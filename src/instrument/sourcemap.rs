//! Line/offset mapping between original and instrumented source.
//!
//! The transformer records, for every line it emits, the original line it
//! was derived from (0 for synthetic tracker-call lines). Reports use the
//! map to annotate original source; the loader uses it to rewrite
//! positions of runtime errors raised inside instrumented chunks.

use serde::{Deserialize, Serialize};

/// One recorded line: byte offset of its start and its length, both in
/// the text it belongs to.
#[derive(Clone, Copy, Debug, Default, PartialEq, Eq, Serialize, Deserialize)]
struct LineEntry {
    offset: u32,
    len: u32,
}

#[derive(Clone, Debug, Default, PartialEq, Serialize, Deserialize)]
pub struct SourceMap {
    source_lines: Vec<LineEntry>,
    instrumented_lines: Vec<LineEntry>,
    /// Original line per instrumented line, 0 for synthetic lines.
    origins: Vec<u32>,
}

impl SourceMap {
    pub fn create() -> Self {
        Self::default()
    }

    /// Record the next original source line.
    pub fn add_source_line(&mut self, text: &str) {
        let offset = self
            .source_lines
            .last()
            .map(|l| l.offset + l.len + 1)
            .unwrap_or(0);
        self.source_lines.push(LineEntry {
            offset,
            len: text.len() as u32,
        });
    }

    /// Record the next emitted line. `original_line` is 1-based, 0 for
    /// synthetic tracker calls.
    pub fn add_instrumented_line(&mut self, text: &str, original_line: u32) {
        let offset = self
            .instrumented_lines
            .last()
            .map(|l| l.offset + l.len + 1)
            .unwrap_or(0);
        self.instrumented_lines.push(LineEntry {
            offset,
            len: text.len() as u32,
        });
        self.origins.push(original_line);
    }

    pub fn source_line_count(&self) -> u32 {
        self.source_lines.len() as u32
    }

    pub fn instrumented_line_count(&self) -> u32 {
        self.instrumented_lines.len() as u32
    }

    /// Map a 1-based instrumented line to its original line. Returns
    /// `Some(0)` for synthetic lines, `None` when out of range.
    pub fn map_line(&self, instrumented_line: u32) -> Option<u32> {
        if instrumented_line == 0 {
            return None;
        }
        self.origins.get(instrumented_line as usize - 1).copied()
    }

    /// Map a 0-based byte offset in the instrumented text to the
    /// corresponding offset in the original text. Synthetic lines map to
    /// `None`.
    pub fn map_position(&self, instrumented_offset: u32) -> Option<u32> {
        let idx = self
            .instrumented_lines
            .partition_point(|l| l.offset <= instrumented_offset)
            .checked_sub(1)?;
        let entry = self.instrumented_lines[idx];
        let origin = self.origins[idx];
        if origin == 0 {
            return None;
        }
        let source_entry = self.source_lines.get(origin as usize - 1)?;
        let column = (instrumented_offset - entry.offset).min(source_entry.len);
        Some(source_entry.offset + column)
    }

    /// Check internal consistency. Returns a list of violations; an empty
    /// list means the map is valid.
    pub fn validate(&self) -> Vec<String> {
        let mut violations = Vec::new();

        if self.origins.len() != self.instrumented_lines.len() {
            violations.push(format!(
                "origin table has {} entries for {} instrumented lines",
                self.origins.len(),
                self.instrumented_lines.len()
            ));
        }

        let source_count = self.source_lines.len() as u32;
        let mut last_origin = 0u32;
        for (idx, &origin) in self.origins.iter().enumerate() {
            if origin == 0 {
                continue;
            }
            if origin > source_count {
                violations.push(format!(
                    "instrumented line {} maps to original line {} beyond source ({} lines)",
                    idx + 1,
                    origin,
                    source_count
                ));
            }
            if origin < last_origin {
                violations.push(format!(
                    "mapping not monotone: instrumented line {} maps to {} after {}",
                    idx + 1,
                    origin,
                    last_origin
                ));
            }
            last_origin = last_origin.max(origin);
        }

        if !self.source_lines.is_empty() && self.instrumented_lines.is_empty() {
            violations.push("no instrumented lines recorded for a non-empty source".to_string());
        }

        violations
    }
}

☆ ☆ ☆ ☆

Task to carry out:
In how many lines of the data does the string "push" occur? Answer with the number and nothing else.

Reply to the task:
7